But the best news of all of this is, it lets you essentially move
your monolithic environment in, present it to your customers as SaaS,
and buys you the time to now say, okay, how can I now begin to morph
this into a modern application. Now the first step
in that process, to me, and the step that I will
sort of drive home here and I'll drive home
at the end of this is, you should start this entire process
by introducing tenancy into your environment.
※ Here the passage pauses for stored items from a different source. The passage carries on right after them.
//! Shared domain types for the stepwise workflow engine.
//!
//! This crate contains the data model used across the workspace: workflow
//! documents and execution results, persistent plans, tool descriptors,
//! generation requests, configuration, and shared error types.
//!
//! Zero infrastructure dependencies -- only serde, uuid, chrono, thiserror.

pub mod config;
pub mod duration;
pub mod error;
pub mod llm;
pub mod plan;
pub mod tool;
pub mod workflow;
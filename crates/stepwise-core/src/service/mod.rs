//! Capability traits for the outside world: filesystem, HTTP, clock.
//!
//! Implementations live in stepwise-infra; tests use in-memory mocks.

pub mod clock;
pub mod fs;
pub mod http;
Some organizations will go away and build their multi-tenant
application but build it with one customer,
one tenant in that environment, and that really doesn't exercise
a lot of the multi-tenant pieces that we need to put into
the belly here. So from day one I would
really like for you to see you putting in
all these multi-tenant constructs and exercising your system,
testing your system, operating your system,
in a multi-tenant fashion. So the first step
in that process, obviously, is to introduce
this onboarding process, and what we really want, again, is this frictionless
onboarding process, so this is either somebody
coming to a sign-up page, or some tool you have inside,
launching this onboarding process, and then having that orchestrate
all the other bits that are needed to get your tenant
introduced into your environment. So, we will need to create,
for example, a tenant in our tenant
management system, and that will store the tenant,
their bill, their plan,
any kind of configuration, and that will give us back
some kind of tenant identifier, and then we will need to go
create the user for that tenant, so we will have to take
the user that gave us, the email is often the user
in this scenario, and we will go out into
incognito in this use-case and will create that user
inside of incognito. Now there's lots more moving parts
to what happens in incognito and there's other talks on that, but essentially here we are
going to create a binding between the user and the tenant using
custom claims inside of incognito and I encourage you to go look
at that in more detail because that is
pretty fundamental to this. The other bit we are going to
create here are IM policies. So we are going to go out
and create any policies that are needed to enforce
the isolation between this tenant
and other tenants. Again, another topic
that has a lot of depth behind it that I encourage you to go look at.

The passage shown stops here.